//! Legends of Runeterra deck codes.
//!
//! A deck code is an unpadded RFC 4648 base32 string wrapping a small binary
//! payload: one header byte (format in the high nibble, version in the low
//! nibble) followed by unsigned LEB128 varints. Cards held at three, two and
//! one copies are grouped by `(set, faction)`; cards with more copies follow
//! as flat `(count, set, faction, number)` entries.
//!
//! Parsing always re-encodes the deck canonically, so two codes describing
//! the same cards normalise to the same `deckcode`.

use std::collections::BTreeMap;
use std::fmt;

use thiserror::Error;

const BASE32_ALPHABET: &[u8; 32] = b"ABCDEFGHIJKLMNOPQRSTUVWXYZ234567";
const FORMAT: u8 = 1;
const MAX_VERSION: u8 = 5;
const MAX_ENTRIES: u64 = 512;

#[derive(Debug, Clone, Error, PartialEq, Eq)]
pub enum DeckcodeError {
    #[error("deck code is not valid base32")]
    Encoding,
    #[error("deck code is empty")]
    Empty,
    #[error("unsupported deck code format {0}")]
    UnsupportedFormat(u8),
    #[error("unsupported deck code version {0}")]
    UnsupportedVersion(u8),
    #[error("unknown faction id {0}")]
    UnknownFaction(u64),
    #[error("malformed deck code: {0}")]
    Malformed(&'static str),
}

#[derive(Debug, Clone, Copy, PartialEq, Eq, PartialOrd, Ord, Hash)]
pub enum Faction {
    Demacia,
    Freljord,
    Ionia,
    Noxus,
    PiltoverZaun,
    ShadowIsles,
    Bilgewater,
    Shurima,
    MountTargon,
    BandleCity,
    Runeterra,
}

impl Faction {
    pub const ALL: [Faction; 11] = [
        Faction::Demacia,
        Faction::Freljord,
        Faction::Ionia,
        Faction::Noxus,
        Faction::PiltoverZaun,
        Faction::ShadowIsles,
        Faction::Bilgewater,
        Faction::Shurima,
        Faction::MountTargon,
        Faction::BandleCity,
        Faction::Runeterra,
    ];

    pub fn id(self) -> u64 {
        match self {
            Faction::Demacia => 0,
            Faction::Freljord => 1,
            Faction::Ionia => 2,
            Faction::Noxus => 3,
            Faction::PiltoverZaun => 4,
            Faction::ShadowIsles => 5,
            Faction::Bilgewater => 6,
            Faction::Shurima => 7,
            Faction::MountTargon => 9,
            Faction::BandleCity => 10,
            Faction::Runeterra => 12,
        }
    }

    pub fn from_id(id: u64) -> Result<Self, DeckcodeError> {
        Self::ALL
            .into_iter()
            .find(|faction| faction.id() == id)
            .ok_or(DeckcodeError::UnknownFaction(id))
    }

    pub fn code(self) -> &'static str {
        match self {
            Faction::Demacia => "DE",
            Faction::Freljord => "FR",
            Faction::Ionia => "IO",
            Faction::Noxus => "NX",
            Faction::PiltoverZaun => "PZ",
            Faction::ShadowIsles => "SI",
            Faction::Bilgewater => "BW",
            Faction::Shurima => "SH",
            Faction::MountTargon => "MT",
            Faction::BandleCity => "BC",
            Faction::Runeterra => "RU",
        }
    }

    pub fn from_code(code: &str) -> Option<Self> {
        Self::ALL
            .into_iter()
            .find(|faction| faction.code().eq_ignore_ascii_case(code.trim()))
    }

    /// Oldest payload version able to carry this faction.
    fn min_version(self) -> u8 {
        match self {
            Faction::Demacia
            | Faction::Freljord
            | Faction::Ionia
            | Faction::Noxus
            | Faction::PiltoverZaun
            | Faction::ShadowIsles => 1,
            Faction::Bilgewater | Faction::MountTargon => 2,
            Faction::Shurima => 3,
            Faction::BandleCity => 4,
            Faction::Runeterra => 5,
        }
    }
}

#[derive(Debug, Clone, Copy, PartialEq, Eq, Hash)]
pub struct Card {
    pub set: u64,
    pub faction: Faction,
    pub number: u64,
}

impl Card {
    pub fn new(set: u64, faction: Faction, number: u64) -> Self {
        Self {
            set,
            faction,
            number,
        }
    }

    pub fn code(&self) -> String {
        self.to_string()
    }
}

impl fmt::Display for Card {
    fn fmt(&self, f: &mut fmt::Formatter<'_>) -> fmt::Result {
        write!(f, "{:02}{}{:03}", self.set, self.faction.code(), self.number)
    }
}

#[derive(Debug, Clone, Copy, PartialEq, Eq)]
pub struct CardEntry {
    pub card: Card,
    pub count: u64,
}

/// Result of a successful parse.
#[derive(Debug, Clone, PartialEq, Eq)]
pub struct ParsedDeck {
    /// Canonical re-encoding of the input.
    pub deckcode: String,
    /// Entries ordered by card code.
    pub cards: Vec<CardEntry>,
    pub total_count: u64,
    /// Distinct factions, in [`Faction`] order.
    pub factions: Vec<Faction>,
}

impl ParsedDeck {
    pub fn faction_codes(&self) -> Vec<String> {
        self.factions
            .iter()
            .map(|faction| faction.code().to_string())
            .collect()
    }
}

/// Deck-code validation seam used by the application layer.
pub trait DeckcodeParser: Send + Sync {
    fn parse(&self, raw: &str) -> Result<ParsedDeck, DeckcodeError>;

    fn validate(&self, raw: &str) -> bool {
        self.parse(raw).is_ok()
    }
}

#[derive(Debug, Clone, Copy, Default)]
pub struct RuneterraDeckcodes;

impl DeckcodeParser for RuneterraDeckcodes {
    fn parse(&self, raw: &str) -> Result<ParsedDeck, DeckcodeError> {
        parse_deckcode(raw)
    }
}

pub fn parse_deckcode(raw: &str) -> Result<ParsedDeck, DeckcodeError> {
    let bytes = base32_decode(raw.trim()).ok_or(DeckcodeError::Encoding)?;
    let (&header, payload) = bytes.split_first().ok_or(DeckcodeError::Empty)?;

    let format = header >> 4;
    let version = header & 0x0f;
    if format != FORMAT {
        return Err(DeckcodeError::UnsupportedFormat(format));
    }
    if version == 0 || version > MAX_VERSION {
        return Err(DeckcodeError::UnsupportedVersion(version));
    }

    let mut reader = VarintReader::new(payload);
    let mut counts: BTreeMap<String, CardEntry> = BTreeMap::new();
    let mut push = |card: Card, count: u64| {
        counts
            .entry(card.code())
            .and_modify(|entry| entry.count += count)
            .or_insert(CardEntry { card, count });
    };

    for copies in [3, 2, 1] {
        let groups = reader.bounded()?;
        for _ in 0..groups {
            let cards = reader.bounded()?;
            let set = reader.next()?;
            let faction = Faction::from_id(reader.next()?)?;
            for _ in 0..cards {
                push(Card::new(set, faction, reader.next()?), copies);
            }
        }
    }

    while !reader.is_empty() {
        let count = reader.bounded()?;
        if count == 0 {
            return Err(DeckcodeError::Malformed("card entry with zero copies"));
        }
        let set = reader.next()?;
        let faction = Faction::from_id(reader.next()?)?;
        push(Card::new(set, faction, reader.next()?), count);
    }

    let cards: Vec<CardEntry> = counts.into_values().collect();
    if cards.is_empty() {
        return Err(DeckcodeError::Empty);
    }

    let total_count = cards.iter().map(|entry| entry.count).sum();
    let mut factions: Vec<Faction> = cards.iter().map(|entry| entry.card.faction).collect();
    factions.sort();
    factions.dedup();

    Ok(ParsedDeck {
        deckcode: encode_deck(&cards),
        cards,
        total_count,
        factions,
    })
}

/// Canonically encode a list of card entries.
///
/// Groups are ordered by size, then by the code of their first card; cards
/// inside a group are ordered by code. The header carries the lowest version
/// that can represent every faction in the deck.
pub fn encode_deck(entries: &[CardEntry]) -> String {
    let version = entries
        .iter()
        .map(|entry| entry.card.faction.min_version())
        .max()
        .unwrap_or(1);

    let mut out = vec![(FORMAT << 4) | version];

    for copies in [3, 2, 1] {
        let mut grouped: BTreeMap<(u64, u64), Vec<Card>> = BTreeMap::new();
        for entry in entries.iter().filter(|entry| entry.count == copies) {
            grouped
                .entry((entry.card.set, entry.card.faction.id()))
                .or_default()
                .push(entry.card);
        }

        let mut groups: Vec<Vec<Card>> = grouped.into_values().collect();
        for group in &mut groups {
            group.sort_by_key(Card::code);
        }
        groups.sort_by(|a, b| {
            a.len()
                .cmp(&b.len())
                .then_with(|| a[0].code().cmp(&b[0].code()))
        });

        write_varint(&mut out, groups.len() as u64);
        for group in &groups {
            write_varint(&mut out, group.len() as u64);
            write_varint(&mut out, group[0].set);
            write_varint(&mut out, group[0].faction.id());
            for card in group {
                write_varint(&mut out, card.number);
            }
        }
    }

    let mut extra: Vec<&CardEntry> = entries.iter().filter(|entry| entry.count > 3).collect();
    extra.sort_by_key(|entry| entry.card.code());
    for entry in extra {
        write_varint(&mut out, entry.count);
        write_varint(&mut out, entry.card.set);
        write_varint(&mut out, entry.card.faction.id());
        write_varint(&mut out, entry.card.number);
    }

    base32_encode(&out)
}

struct VarintReader<'a> {
    bytes: &'a [u8],
    position: usize,
}

impl<'a> VarintReader<'a> {
    fn new(bytes: &'a [u8]) -> Self {
        Self { bytes, position: 0 }
    }

    fn is_empty(&self) -> bool {
        self.position >= self.bytes.len()
    }

    fn next(&mut self) -> Result<u64, DeckcodeError> {
        let mut value: u64 = 0;
        let mut shift = 0u32;
        loop {
            let byte = *self
                .bytes
                .get(self.position)
                .ok_or(DeckcodeError::Malformed("truncated varint"))?;
            self.position += 1;
            if shift >= 64 {
                return Err(DeckcodeError::Malformed("varint overflow"));
            }
            value |= u64::from(byte & 0x7f) << shift;
            if byte & 0x80 == 0 {
                return Ok(value);
            }
            shift += 7;
        }
    }

    /// Read a count that drives a loop; rejects absurd values early.
    fn bounded(&mut self) -> Result<u64, DeckcodeError> {
        let value = self.next()?;
        if value > MAX_ENTRIES {
            return Err(DeckcodeError::Malformed("count out of range"));
        }
        Ok(value)
    }
}

fn write_varint(out: &mut Vec<u8>, mut value: u64) {
    loop {
        let mut byte = (value & 0x7f) as u8;
        value >>= 7;
        if value != 0 {
            byte |= 0x80;
        }
        out.push(byte);
        if value == 0 {
            break;
        }
    }
}

fn base32_decode(input: &str) -> Option<Vec<u8>> {
    let trimmed = input.trim_end_matches('=');
    let mut out = Vec::with_capacity(trimmed.len() * 5 / 8);
    let mut buffer: u32 = 0;
    let mut bits = 0u32;

    for ch in trimmed.bytes() {
        let upper = ch.to_ascii_uppercase();
        let value = BASE32_ALPHABET.iter().position(|&c| c == upper)? as u32;
        buffer = (buffer << 5) | value;
        bits += 5;
        if bits >= 8 {
            bits -= 8;
            out.push(((buffer >> bits) & 0xff) as u8);
        }
        buffer &= (1 << bits) - 1;
    }

    Some(out)
}

fn base32_encode(bytes: &[u8]) -> String {
    let mut out = String::with_capacity(bytes.len().div_ceil(5) * 8);
    let mut buffer: u32 = 0;
    let mut bits = 0u32;

    for &byte in bytes {
        buffer = (buffer << 8) | u32::from(byte);
        bits += 8;
        while bits >= 5 {
            bits -= 5;
            out.push(BASE32_ALPHABET[((buffer >> bits) & 31) as usize] as char);
        }
        buffer &= (1 << bits) - 1;
    }
    if bits > 0 {
        out.push(BASE32_ALPHABET[((buffer << (5 - bits)) & 31) as usize] as char);
    }

    out
}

Problem description: Give solely the number of lines in the data that contain the string "payload".

Result below: 4